Материалы, поставляемые социальною средою, так громадны, что нуждаются в классификации. Энграммы текут в нас из социальной жизни многими потоками, причем каждый из этих потоков имеет свои характерные особенности, вследствие чего получаются особенности и поставляемых ими энграмм. Совокупность энграмм, так поставляемых, представляет собою особую разновидность социальной мнемы. В жизни каждого из нас преобладают не одни и те же потоки социальных энграмм. Вот главнейшие из разновидностей социальной мнемы: 1. Семейная. 2. Местная. 3. Национальная (этнографическая). 4. Государственная. 5. Международная. 6. Профессиональная. 7. Классовая. 8. Образовательная (энграммы школьного и книжного происхождения). 9. Конфессиональная (церковно-религиозная). 10. Злободневная (данного момента истории). 11. Историческая (данного периода истории). 12. Космическая: совокупность энграмм, поставляемых: а) географической обстановкой, б) природой органической и неорганической. Все личности и социальные коллективы могут быть классифицируемы по преобладанию энграмм одного или нескольких из этих типов…

Коллектив имеет свою особую коллективную мнему. Этим термином следует называть совокупность сходных энграмм у всех (или у подавляющего большинства) членов этого коллектива»[341].

* * *

Итак, возьмем такую коллективную личность, как этнос, и зададимся вопросом, что же составляет основу его коллективной мнемы? Что из перечисленных двенадцати разновидностей социальной мнемы будет для такого коллектива в целом наиболее актуальным? К какой сфере будет относиться совокупность сходных энграмм подавляющего большинства членов этноса? Понятно, что приходится сразу исключить те разновидности, которые не соответствуют маcштабам коллектива, превышая их либо не дотягивая до них. Например, семейную мнему, местную, международную, профессиональную, классовую, образовательную и конфессиональную (как глубоко личную), отчасти также государственную (ибо дела государства далеко не всех членов этноса касаются непосредственно), а также космическую.

Что же остается? Да только лишь сама национальность (собственно этничность), а также история и злободневность (то есть, та же история, но текущая).

История этноса, таким образом, — едва ли не единственный вид коллективной мнемы, который в равной мере важен для всех членов этноса, который является его главным духообразующим достоянием, который формирует мировоззрение как этноса в целом, так и его членов — мировоззренческое единство этноса. Больше того: именно этническая мнема заставляет разные этносы по-разному воспринимать, трактовать и преподавать разные события. Например, Куликовская битва, взятие Казани Иваном Грозным или Киева Батыем по-разному существуют в народной памяти русских и татар.
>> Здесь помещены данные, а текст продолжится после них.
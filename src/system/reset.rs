use agent_core::device::Restart;
use log::info;

/// Software restart through `esp_restart`.
pub struct EspRestart;

impl Restart for EspRestart {
    fn restart(&self) {
        info!("Restarting device...");

        // Let the UART drain before the chip goes down
        log::logger().flush();
        esp_idf_hal::delay::FreeRtos::delay_ms(100);

        esp_idf_hal::reset::restart();
    }
}

/// Get the last reset reason as a string
pub fn get_reset_reason() -> &'static str {
    let reason = unsafe { esp_idf_sys::esp_reset_reason() };

    match reason {
        esp_idf_sys::esp_reset_reason_t_ESP_RST_UNKNOWN => "Unknown",
        esp_idf_sys::esp_reset_reason_t_ESP_RST_POWERON => "Power-on",
        esp_idf_sys::esp_reset_reason_t_ESP_RST_EXT => "External pin",
        esp_idf_sys::esp_reset_reason_t_ESP_RST_SW => "Software reset",
        esp_idf_sys::esp_reset_reason_t_ESP_RST_PANIC => "Panic",
        esp_idf_sys::esp_reset_reason_t_ESP_RST_INT_WDT => "Interrupt watchdog",
        esp_idf_sys::esp_reset_reason_t_ESP_RST_TASK_WDT => "Task watchdog",
        esp_idf_sys::esp_reset_reason_t_ESP_RST_WDT => "Other watchdog",
        esp_idf_sys::esp_reset_reason_t_ESP_RST_DEEPSLEEP => "Deep sleep",
        esp_idf_sys::esp_reset_reason_t_ESP_RST_BROWNOUT => "Brownout",
        _ => "Unknown reason code",
    }
}

/// Software resets follow an install or a lost network on the previous boot.
pub fn was_software_reset() -> bool {
    let reason = unsafe { esp_idf_sys::esp_reset_reason() };
    reason == esp_idf_sys::esp_reset_reason_t_ESP_RST_SW
}
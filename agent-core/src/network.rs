use crate::device::Restart;
use crate::error::OtaError;
use std::fmt;
use std::thread;
use std::time::Duration;

/// Station-mode WiFi interface.
pub trait WifiLink {
    type Error: fmt::Debug;

    fn is_active(&self) -> bool;
    fn activate(&mut self) -> Result<(), Self::Error>;
    /// Starts association; does not wait for it to complete.
    fn connect(&mut self, ssid: &str, password: &str) -> Result<(), Self::Error>;
    fn is_connected(&self) -> bool;
    fn ip_address(&self) -> Option<String>;
}

impl<T: WifiLink + ?Sized> WifiLink for &mut T {
    type Error = T::Error;

    fn is_active(&self) -> bool {
        (**self).is_active()
    }

    fn activate(&mut self) -> Result<(), Self::Error> {
        (**self).activate()
    }

    fn connect(&mut self, ssid: &str, password: &str) -> Result<(), Self::Error> {
        (**self).connect(ssid, password)
    }

    fn is_connected(&self) -> bool {
        (**self).is_connected()
    }

    fn ip_address(&self) -> Option<String> {
        (**self).ip_address()
    }
}

#[derive(Debug, Clone, Copy, PartialEq, Eq)]
pub struct ConnectPolicy {
    pub max_attempts: u32,
    pub attempt_interval: Duration,
}

impl Default for ConnectPolicy {
    fn default() -> Self {
        // ~10s ceiling
        Self {
            max_attempts: 20,
            attempt_interval: Duration::from_millis(500),
        }
    }
}

/// Bring the link up, polling at most `policy.max_attempts` times.
///
/// A link that never comes up is treated as unrecoverable: the device is
/// restarted. `Err(OtaError::Network)` is only observable where the restart
/// returns (test doubles).
pub fn ensure_connected<L, R>(
    link: &mut L,
    restart: &R,
    ssid: &str,
    password: &str,
    policy: ConnectPolicy,
) -> Result<Option<String>, OtaError>
where
    L: WifiLink,
    R: Restart,
{
    if !link.is_connected() {
        log::info!("Connecting to WiFi '{}'...", ssid);

        if !link.is_active() {
            if let Err(e) = link.activate() {
                log::warn!("Failed to activate WiFi interface: {:?}", e);
            }
        }
        if let Err(e) = link.connect(ssid, password) {
            log::warn!("Failed to start WiFi connection: {:?}", e);
        }

        let mut attempt = 0;
        while !link.is_connected() && attempt < policy.max_attempts {
            thread::sleep(policy.attempt_interval);
            attempt += 1;
            log::debug!("Waiting for WiFi ({}/{})", attempt, policy.max_attempts);
        }
    }

    if link.is_connected() {
        let ip = link.ip_address();
        log::info!("Connected to WiFi, IP is: {}", ip.as_deref().unwrap_or("<unknown>"));
        Ok(ip)
    } else {
        log::error!(
            "Failed to connect to WiFi after {} attempts, restarting device",
            policy.max_attempts
        );
        restart.restart();
        Err(OtaError::Network {
            attempts: policy.max_attempts,
        })
    }
}

#[cfg(test)]
mod tests {
    use super::*;
    use crate::testing::{FakeLink, RecordingRestart};

    fn fast(max_attempts: u32) -> ConnectPolicy {
        ConnectPolicy {
            max_attempts,
            attempt_interval: Duration::ZERO,
        }
    }

    #[test]
    fn test_connects_after_a_few_polls() {
        let mut link = FakeLink::connects_after(3);
        let restart = RecordingRestart::new();

        let ip = ensure_connected(&mut link, &restart, "Fave", "pw", fast(20)).unwrap();

        assert_eq!(ip.as_deref(), Some("192.168.1.50"));
        assert!(link.activated);
        assert_eq!(link.connect_calls, vec![("Fave".to_string(), "pw".to_string())]);
        assert_eq!(restart.count(), 0);
    }

    #[test]
    fn test_already_connected_skips_association() {
        let mut link = FakeLink::connects_after(0);
        let restart = RecordingRestart::new();

        ensure_connected(&mut link, &restart, "Fave", "pw", fast(20)).unwrap();

        assert!(link.connect_calls.is_empty());
        assert_eq!(restart.count(), 0);
    }

    #[test]
    fn test_exhaustion_restarts_device() {
        let mut link = FakeLink::never_connects();
        let restart = RecordingRestart::new();

        let result = ensure_connected(&mut link, &restart, "Fave", "pw", fast(5));

        assert!(matches!(result, Err(OtaError::Network { attempts: 5 })));
        assert_eq!(restart.count(), 1);
        // one check up front, six loop conditions, one final check
        assert_eq!(link.polls(), 8);
    }

    #[test]
    fn test_driver_errors_count_as_failed_polls() {
        let mut link = FakeLink::failing_driver();
        let restart = RecordingRestart::new();

        let result = ensure_connected(&mut link, &restart, "Fave", "pw", fast(5));

        assert!(matches!(result, Err(OtaError::Network { attempts: 5 })));
        assert!(link.activated);
        assert_eq!(link.connect_calls.len(), 1);
        // the loop still polls to exhaustion after both driver calls fail
        assert_eq!(link.polls(), 8);
        assert_eq!(restart.count(), 1);
    }
}
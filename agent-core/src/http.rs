use crate::error::OtaError;

#[derive(Debug, Clone, PartialEq, Eq)]
pub struct HttpResponse {
    pub status: u16,
    pub body: Vec<u8>,
}

impl HttpResponse {
    pub fn is_ok(&self) -> bool {
        self.status == 200
    }

    /// Body as text for log output, cut to `max` characters.
    pub fn body_preview(&self, max: usize) -> String {
        String::from_utf8_lossy(&self.body).chars().take(max).collect()
    }
}

/// Blocking HTTP GET with a transport-level timeout.
pub trait HttpClient {
    /// Transport failures map to [`OtaError::Transport`]; a body longer than
    /// `max_body` bytes is abandoned with [`OtaError::InvalidSize`].
    fn get(&mut self, url: &str, max_body: usize) -> Result<HttpResponse, OtaError>;
}

impl<T: HttpClient + ?Sized> HttpClient for &mut T {
    fn get(&mut self, url: &str, max_body: usize) -> Result<HttpResponse, OtaError> {
        (**self).get(url, max_body)
    }
}
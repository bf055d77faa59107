use crate::error::OtaError;
use crate::storage::Storage;
use serde::{Deserialize, Serialize};

/// On-disk shape of the installed firmware version: `{"version": 3}`
#[derive(Debug, Clone, Copy, PartialEq, Eq, Serialize, Deserialize)]
pub struct VersionRecord {
    pub version: u32,
}

/// The only state that survives a reboot.
///
/// Holds the record's file name and the last value read or written; the
/// storage itself is passed in per call so the installer can share it.
#[derive(Debug)]
pub struct VersionStore {
    name: String,
    current: u32,
}

impl VersionStore {
    /// Read the record, creating `{"version": 0}` on first boot.
    ///
    /// A record that cannot be parsed is reset to 0: the next check then
    /// reinstalls whatever the repository currently advertises.
    pub fn open<S: Storage>(storage: &mut S, name: &str) -> Result<Self, OtaError> {
        let mut store = Self {
            name: name.to_string(),
            current: 0,
        };

        match storage.read(name)? {
            Some(bytes) => match serde_json::from_slice::<VersionRecord>(&bytes) {
                Ok(record) => {
                    store.current = record.version;
                    log::info!("Current device firmware version is '{}'", record.version);
                }
                Err(e) => {
                    log::warn!("Version record {} is unreadable ({}), resetting to 0", name, e);
                    store.save(storage, 0)?;
                }
            },
            None => {
                log::info!("No version record found, creating {} with version 0", name);
                store.save(storage, 0)?;
            }
        }

        Ok(store)
    }

    pub fn current(&self) -> u32 {
        self.current
    }

    pub fn name(&self) -> &str {
        &self.name
    }

    /// Read a record without creating or repairing it.
    pub fn read<S: Storage>(storage: &S, name: &str) -> Result<u32, OtaError> {
        let bytes = storage
            .read(name)?
            .ok_or_else(|| OtaError::Parse(format!("version record {} is missing", name)))?;
        let record: VersionRecord = serde_json::from_slice(&bytes)?;
        Ok(record.version)
    }

    /// Re-read the persisted value.
    pub fn load<S: Storage>(&self, storage: &S) -> Result<u32, OtaError> {
        Self::read(storage, &self.name)
    }

    /// Write through a temp file and rename it over the record.
    pub fn save<S: Storage>(&mut self, storage: &mut S, version: u32) -> Result<(), OtaError> {
        let json = serde_json::to_vec(&VersionRecord { version })?;
        let tmp = format!("{}.tmp", self.name);

        storage.write(&tmp, &json)?;
        storage.rename(&tmp, &self.name)?;

        self.current = version;
        Ok(())
    }
}

#[cfg(test)]
mod tests {
    use super::*;
    use crate::storage::FsStorage;
    use crate::testing::MemStorage;

    #[test]
    fn test_first_boot_creates_zero_record() {
        let mut storage = MemStorage::new();
        let store = VersionStore::open(&mut storage, "version.json").unwrap();

        assert_eq!(store.current(), 0);
        assert_eq!(storage.file("version.json").unwrap(), br#"{"version":0}"#);
        assert!(!storage.exists("version.json.tmp"));
    }

    #[test]
    fn test_existing_record_is_read() {
        let mut storage = MemStorage::new();
        storage.put("version.json", br#"{"version": 3}"#);

        let store = VersionStore::open(&mut storage, "version.json").unwrap();
        assert_eq!(store.current(), 3);
    }

    #[test]
    fn test_corrupt_record_resets_to_zero() {
        let mut storage = MemStorage::new();
        storage.put("version.json", b"{\"version\": ");

        let store = VersionStore::open(&mut storage, "version.json").unwrap();
        assert_eq!(store.current(), 0);
        assert_eq!(store.load(&storage).unwrap(), 0);
    }

    #[test]
    fn test_negative_version_is_rejected() {
        let mut storage = MemStorage::new();
        storage.put("version.json", br#"{"version": -1}"#);

        let store = VersionStore::open(&mut storage, "version.json").unwrap();
        assert_eq!(store.current(), 0);
    }

    #[test]
    fn test_round_trip_on_filesystem() {
        let dir = tempfile::tempdir().unwrap();
        let mut storage = FsStorage::new(dir.path());

        let mut store = VersionStore::open(&mut storage, "version.json").unwrap();
        for version in [1, 7, 42, u32::MAX] {
            store.save(&mut storage, version).unwrap();
            assert_eq!(store.current(), version);
            assert_eq!(store.load(&storage).unwrap(), version);

            let reopened = VersionStore::open(&mut storage, "version.json").unwrap();
            assert_eq!(reopened.current(), version);
        }
    }

    #[test]
    fn test_failed_save_keeps_previous_value() {
        let mut storage = MemStorage::new();
        storage.put("version.json", br#"{"version": 3}"#);
        let mut store = VersionStore::open(&mut storage, "version.json").unwrap();

        storage.fail_writes(true);
        assert!(store.save(&mut storage, 4).is_err());

        assert_eq!(store.current(), 3);
        assert_eq!(store.load(&storage).unwrap(), 3);
    }

    #[test]
    fn test_failed_rename_keeps_previous_record() {
        let mut storage = MemStorage::new();
        storage.put("version.json", br#"{"version": 3}"#);
        let mut store = VersionStore::open(&mut storage, "version.json").unwrap();

        storage.fail_renames(true);
        assert!(matches!(store.save(&mut storage, 4), Err(OtaError::Filesystem(_))));

        assert_eq!(store.current(), 3);
        assert_eq!(store.load(&storage).unwrap(), 3);
    }

    #[test]
    fn test_read_does_not_create_or_repair() {
        let storage = MemStorage::new();
        assert!(matches!(
            VersionStore::read(&storage, "version.json"),
            Err(OtaError::Parse(_))
        ));
        assert!(!storage.exists("version.json"));

        let mut storage = MemStorage::new();
        storage.put("version.json", b"garbage");
        assert!(VersionStore::read(&storage, "version.json").is_err());
        assert_eq!(storage.file("version.json").unwrap(), b"garbage");

        storage.put("version.json", br#"{"version": 3}"#);
        assert_eq!(VersionStore::read(&storage, "version.json").unwrap(), 3);
    }
}
use agent_core::network::WifiLink;
use anyhow::Result;
use esp_idf_hal::modem::Modem;
use esp_idf_svc::{
    eventloop::EspSystemEventLoop,
    nvs::EspDefaultNvsPartition,
    sys::EspError,
    wifi::{AuthMethod, ClientConfiguration, Configuration, EspWifi},
};

/// Station-mode WiFi driven by the core's bounded connect loop.
pub struct EspWifiLink {
    wifi: EspWifi<'static>,
}

impl EspWifiLink {
    pub fn new(
        modem: Modem,
        sys_loop: EspSystemEventLoop,
        nvs: EspDefaultNvsPartition,
    ) -> Result<Self> {
        let wifi = EspWifi::new(modem, sys_loop, Some(nvs))?;
        log::info!("WiFi driver initialized");
        Ok(Self { wifi })
    }

    pub fn get_mac(&self) -> String {
        self.wifi
            .sta_netif()
            .get_mac()
            .ok()
            .map(|mac| {
                format!(
                    "{:02X}:{:02X}:{:02X}:{:02X}:{:02X}:{:02X}",
                    mac[0], mac[1], mac[2], mac[3], mac[4], mac[5]
                )
            })
            .unwrap_or_else(|| "Unknown".to_string())
    }
}

impl WifiLink for EspWifiLink {
    type Error = EspError;

    fn is_active(&self) -> bool {
        self.wifi.is_started().unwrap_or(false)
    }

    fn activate(&mut self) -> Result<(), EspError> {
        log::info!("Starting WiFi...");
        self.wifi.start()
    }

    fn connect(&mut self, ssid: &str, password: &str) -> Result<(), EspError> {
        let auth_method = if password.is_empty() {
            log::warn!("WiFi password is empty, using open network");
            AuthMethod::None
        } else {
            AuthMethod::WPA2Personal
        };

        let cfg = Configuration::Client(ClientConfiguration {
            ssid: ssid.try_into().unwrap_or_else(|_| {
                log::error!("SSID '{}' is too long, truncating", ssid);
                ssid.chars().take(32).collect::<String>().as_str().try_into().unwrap_or_default()
            }),
            password: password.try_into().unwrap_or_else(|_| {
                log::error!("WiFi password is too long");
                Default::default()
            }),
            auth_method,
            ..Default::default()
        });

        self.wifi.set_configuration(&cfg)?;
        // Non-blocking; association is polled through is_connected
        self.wifi.connect()
    }

    fn is_connected(&self) -> bool {
        // Up means associated and DHCP done
        self.wifi.is_up().unwrap_or(false)
    }

    fn ip_address(&self) -> Option<String> {
        self.wifi
            .sta_netif()
            .get_ip_info()
            .ok()
            .map(|ip_info| format!("{}", ip_info.ip))
    }
}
Подзабытая наукой, но никем не развенчанная, простая, изящная и логически убедительная теория мнемы Семона-Рубакина позволяет полностью отказаться от юнговской концепции архетипа. Наличие коллективного бессознательного в понимании Юнга не может считаться доказанным. Зато представляется вполне очевидным, что из массы индивидуальных мнем (а мнема, безусловно, относится к сфере бессознательного) представителей одного этноса формируется коллективная мнема в силу их биологической общности, а также приобщения к преданиям, сказкам, песням народа, всей его языковой стихии. И именно в этом смысле мы вправе говорить о коллективном бессознательном, проявляющемся в исторической жизни народов.

Таким образом, подытожим: кровь и история этноса есть не только его проявленная в мире данность, но и двуединая основа его сущности, его идентичности, его коллективной мнемы. Через эту призму (которая является реальной материалистической контроверзой идеалистическому архетипу Юнга) он вольно и невольно смотрит на все на свете и оценивает все в зависимости от нее. Не имеет никакого значения, соответствует ли действительности образ мира, сложившийся у данного этноса в результате действия его мнемы, объективен ли он. Поскольку этнос действует в соответствии с этим воображаемым образом, он тем самым его объективизирует. Исторический миф об этносе встает в этом смысле на одну доску с летописью, документом.

Понятно, что сколько на свете этносов, оригинальных по своему происхождению и историческому пути, столько субъективных образов объективного мира конкурируют между собой на международной арене. Это одна из неистребимых причин конфликтного состояния человечества. И это основная причина того, что именно этносы выступают как субъекты истории.